## ABOUT THIS EXERCISE
Which lines in the records below contain the word "never"? Report each of them.

-----

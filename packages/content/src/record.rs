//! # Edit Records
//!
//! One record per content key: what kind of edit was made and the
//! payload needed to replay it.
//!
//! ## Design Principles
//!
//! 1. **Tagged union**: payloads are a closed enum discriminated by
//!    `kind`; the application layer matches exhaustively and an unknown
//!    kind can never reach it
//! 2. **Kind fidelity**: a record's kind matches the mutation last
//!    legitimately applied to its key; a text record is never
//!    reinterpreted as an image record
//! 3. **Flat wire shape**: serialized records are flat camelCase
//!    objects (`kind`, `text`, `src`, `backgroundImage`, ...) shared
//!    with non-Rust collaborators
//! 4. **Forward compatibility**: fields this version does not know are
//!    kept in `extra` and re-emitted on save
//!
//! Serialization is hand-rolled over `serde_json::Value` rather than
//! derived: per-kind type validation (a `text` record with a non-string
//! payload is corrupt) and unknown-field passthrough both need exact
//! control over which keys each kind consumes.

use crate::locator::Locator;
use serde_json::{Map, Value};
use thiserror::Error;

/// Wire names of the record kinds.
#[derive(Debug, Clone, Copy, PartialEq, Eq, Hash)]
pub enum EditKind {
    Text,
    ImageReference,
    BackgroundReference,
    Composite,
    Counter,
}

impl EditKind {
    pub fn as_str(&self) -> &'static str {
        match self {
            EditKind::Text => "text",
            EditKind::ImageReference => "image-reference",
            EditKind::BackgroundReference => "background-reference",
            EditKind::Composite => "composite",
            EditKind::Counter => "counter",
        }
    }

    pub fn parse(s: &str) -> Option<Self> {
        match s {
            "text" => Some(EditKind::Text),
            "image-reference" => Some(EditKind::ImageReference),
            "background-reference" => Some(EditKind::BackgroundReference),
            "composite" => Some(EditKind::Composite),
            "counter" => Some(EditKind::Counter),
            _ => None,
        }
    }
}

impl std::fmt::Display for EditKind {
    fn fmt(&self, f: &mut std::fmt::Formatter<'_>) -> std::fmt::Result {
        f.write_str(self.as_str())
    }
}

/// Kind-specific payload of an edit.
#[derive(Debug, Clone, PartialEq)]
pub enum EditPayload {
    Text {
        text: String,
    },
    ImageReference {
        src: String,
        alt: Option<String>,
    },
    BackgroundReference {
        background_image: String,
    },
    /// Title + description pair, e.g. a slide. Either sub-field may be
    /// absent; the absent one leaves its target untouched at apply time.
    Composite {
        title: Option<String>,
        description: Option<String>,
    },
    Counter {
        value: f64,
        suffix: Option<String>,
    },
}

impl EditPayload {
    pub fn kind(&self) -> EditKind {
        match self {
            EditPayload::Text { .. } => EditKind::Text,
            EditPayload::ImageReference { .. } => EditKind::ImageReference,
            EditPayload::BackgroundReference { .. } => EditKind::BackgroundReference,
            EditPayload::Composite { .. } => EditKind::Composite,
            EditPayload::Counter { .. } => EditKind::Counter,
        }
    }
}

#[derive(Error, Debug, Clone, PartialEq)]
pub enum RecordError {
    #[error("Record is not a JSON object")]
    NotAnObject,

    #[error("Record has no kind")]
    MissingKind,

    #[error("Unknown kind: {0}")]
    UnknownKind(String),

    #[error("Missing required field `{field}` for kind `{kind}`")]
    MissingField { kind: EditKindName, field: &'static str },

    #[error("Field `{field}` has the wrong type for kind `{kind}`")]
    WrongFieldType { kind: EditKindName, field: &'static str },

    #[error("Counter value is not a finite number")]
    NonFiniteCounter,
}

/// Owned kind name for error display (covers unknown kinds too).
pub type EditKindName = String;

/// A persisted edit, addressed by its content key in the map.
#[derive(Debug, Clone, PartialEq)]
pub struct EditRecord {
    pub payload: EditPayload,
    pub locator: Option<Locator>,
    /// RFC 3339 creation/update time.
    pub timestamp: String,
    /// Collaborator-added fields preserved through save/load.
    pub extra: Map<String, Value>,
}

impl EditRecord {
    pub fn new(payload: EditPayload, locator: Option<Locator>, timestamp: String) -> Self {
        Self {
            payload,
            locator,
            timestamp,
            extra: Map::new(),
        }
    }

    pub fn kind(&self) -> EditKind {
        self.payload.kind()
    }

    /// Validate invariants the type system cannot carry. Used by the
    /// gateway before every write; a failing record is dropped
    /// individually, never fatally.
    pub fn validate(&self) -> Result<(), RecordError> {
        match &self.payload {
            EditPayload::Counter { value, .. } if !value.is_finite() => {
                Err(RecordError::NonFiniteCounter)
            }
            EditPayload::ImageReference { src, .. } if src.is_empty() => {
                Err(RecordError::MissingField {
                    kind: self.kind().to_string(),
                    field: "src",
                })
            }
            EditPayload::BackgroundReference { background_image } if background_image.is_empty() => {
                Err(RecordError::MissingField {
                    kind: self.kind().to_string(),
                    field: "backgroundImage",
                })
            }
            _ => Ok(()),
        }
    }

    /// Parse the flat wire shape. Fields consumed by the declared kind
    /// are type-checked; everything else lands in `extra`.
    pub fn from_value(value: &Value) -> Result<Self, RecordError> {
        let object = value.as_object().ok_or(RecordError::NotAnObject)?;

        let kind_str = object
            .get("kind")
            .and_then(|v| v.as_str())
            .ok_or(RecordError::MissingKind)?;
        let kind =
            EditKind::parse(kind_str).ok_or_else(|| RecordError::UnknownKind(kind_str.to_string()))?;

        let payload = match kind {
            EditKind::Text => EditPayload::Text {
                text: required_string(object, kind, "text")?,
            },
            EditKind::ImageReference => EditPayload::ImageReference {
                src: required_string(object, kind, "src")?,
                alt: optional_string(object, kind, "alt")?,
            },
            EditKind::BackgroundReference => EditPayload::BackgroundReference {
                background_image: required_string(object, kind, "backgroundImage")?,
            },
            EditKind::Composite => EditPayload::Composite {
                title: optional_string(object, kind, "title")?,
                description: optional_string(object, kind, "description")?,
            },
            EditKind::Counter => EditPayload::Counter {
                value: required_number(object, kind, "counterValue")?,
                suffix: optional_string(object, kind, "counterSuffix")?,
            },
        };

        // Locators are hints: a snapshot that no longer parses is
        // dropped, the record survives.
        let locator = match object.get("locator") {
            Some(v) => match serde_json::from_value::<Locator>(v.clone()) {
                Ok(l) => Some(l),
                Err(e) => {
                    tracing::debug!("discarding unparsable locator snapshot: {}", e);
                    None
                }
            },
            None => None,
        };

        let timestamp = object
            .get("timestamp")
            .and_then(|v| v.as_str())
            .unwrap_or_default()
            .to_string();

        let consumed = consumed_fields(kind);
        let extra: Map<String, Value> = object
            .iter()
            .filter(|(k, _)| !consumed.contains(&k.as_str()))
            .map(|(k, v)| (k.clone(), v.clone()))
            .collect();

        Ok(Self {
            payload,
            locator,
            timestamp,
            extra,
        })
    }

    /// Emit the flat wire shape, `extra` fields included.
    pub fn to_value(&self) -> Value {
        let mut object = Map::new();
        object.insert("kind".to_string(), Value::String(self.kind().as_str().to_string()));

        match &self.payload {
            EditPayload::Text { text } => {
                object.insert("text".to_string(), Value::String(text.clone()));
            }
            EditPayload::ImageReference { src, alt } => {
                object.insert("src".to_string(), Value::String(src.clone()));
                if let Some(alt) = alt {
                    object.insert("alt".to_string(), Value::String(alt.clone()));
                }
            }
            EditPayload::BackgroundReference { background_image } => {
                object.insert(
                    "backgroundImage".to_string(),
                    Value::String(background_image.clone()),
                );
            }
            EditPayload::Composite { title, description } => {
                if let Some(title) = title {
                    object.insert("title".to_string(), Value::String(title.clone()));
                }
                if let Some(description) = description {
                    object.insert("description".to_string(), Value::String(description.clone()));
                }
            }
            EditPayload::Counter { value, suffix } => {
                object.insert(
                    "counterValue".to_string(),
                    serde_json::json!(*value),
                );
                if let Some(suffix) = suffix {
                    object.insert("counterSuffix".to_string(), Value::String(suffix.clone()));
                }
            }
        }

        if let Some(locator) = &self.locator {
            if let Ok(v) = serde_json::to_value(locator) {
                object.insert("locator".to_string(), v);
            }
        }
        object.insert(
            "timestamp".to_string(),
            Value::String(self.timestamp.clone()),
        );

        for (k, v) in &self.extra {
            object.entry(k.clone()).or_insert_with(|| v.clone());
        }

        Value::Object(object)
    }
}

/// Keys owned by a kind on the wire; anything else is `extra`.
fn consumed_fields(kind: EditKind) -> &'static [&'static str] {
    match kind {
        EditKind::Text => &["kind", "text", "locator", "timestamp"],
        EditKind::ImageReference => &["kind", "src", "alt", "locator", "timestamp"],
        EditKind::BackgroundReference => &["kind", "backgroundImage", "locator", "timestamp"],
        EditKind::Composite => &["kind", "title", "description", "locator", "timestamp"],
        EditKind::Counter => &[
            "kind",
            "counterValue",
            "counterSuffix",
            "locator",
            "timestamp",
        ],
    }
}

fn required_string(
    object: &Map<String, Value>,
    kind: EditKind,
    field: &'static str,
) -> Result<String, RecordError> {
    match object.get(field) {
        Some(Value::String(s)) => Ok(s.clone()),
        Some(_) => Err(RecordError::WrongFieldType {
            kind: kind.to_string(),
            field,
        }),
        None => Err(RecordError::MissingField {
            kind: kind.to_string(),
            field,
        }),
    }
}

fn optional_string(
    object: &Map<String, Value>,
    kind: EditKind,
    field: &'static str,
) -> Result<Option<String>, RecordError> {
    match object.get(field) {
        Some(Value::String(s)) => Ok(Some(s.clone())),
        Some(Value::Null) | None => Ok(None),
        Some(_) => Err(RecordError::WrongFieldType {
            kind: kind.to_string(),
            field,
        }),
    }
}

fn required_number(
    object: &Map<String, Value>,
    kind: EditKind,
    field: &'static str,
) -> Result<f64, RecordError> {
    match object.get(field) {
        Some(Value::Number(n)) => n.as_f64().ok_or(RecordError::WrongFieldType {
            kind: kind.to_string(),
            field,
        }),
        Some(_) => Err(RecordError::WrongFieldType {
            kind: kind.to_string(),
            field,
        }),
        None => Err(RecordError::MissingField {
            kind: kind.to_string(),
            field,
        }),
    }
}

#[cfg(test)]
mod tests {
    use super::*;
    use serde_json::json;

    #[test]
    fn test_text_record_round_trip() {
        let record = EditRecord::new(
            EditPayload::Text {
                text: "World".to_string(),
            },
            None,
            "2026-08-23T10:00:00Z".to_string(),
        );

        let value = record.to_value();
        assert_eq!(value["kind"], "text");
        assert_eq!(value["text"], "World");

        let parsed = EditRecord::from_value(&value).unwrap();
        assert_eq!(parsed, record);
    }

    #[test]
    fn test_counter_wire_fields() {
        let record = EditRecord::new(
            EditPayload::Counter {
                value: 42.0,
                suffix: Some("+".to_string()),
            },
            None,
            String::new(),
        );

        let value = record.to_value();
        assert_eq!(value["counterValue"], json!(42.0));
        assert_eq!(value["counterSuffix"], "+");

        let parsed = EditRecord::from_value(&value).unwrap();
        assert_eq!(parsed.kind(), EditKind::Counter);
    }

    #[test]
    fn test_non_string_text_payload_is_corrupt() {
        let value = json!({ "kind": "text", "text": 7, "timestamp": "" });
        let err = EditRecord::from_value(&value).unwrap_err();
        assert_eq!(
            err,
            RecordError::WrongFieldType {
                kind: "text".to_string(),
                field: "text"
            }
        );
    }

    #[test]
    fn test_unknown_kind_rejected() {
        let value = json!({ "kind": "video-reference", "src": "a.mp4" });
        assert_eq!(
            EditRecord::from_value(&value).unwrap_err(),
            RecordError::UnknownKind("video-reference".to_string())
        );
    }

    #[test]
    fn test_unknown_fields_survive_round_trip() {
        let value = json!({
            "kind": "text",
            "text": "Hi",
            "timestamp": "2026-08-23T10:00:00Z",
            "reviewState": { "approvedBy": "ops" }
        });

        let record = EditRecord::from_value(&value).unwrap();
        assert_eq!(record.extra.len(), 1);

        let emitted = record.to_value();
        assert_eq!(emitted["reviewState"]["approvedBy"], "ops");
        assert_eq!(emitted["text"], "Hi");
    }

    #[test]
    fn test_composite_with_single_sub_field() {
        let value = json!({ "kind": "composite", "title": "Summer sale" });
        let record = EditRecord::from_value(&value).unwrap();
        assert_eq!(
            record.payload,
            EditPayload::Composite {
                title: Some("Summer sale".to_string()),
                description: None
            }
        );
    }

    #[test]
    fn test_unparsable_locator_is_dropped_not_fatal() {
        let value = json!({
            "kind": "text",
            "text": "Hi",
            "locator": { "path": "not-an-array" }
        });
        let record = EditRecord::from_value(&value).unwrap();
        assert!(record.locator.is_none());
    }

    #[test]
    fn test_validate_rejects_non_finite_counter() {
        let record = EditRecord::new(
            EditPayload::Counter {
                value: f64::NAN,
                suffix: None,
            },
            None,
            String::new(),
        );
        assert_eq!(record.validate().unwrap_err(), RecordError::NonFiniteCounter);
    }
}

-----

## ANSWER SECTION
//!    kind can never reach it
//!    legitimately applied to its key; a text record is never
    /// individually, never fatally.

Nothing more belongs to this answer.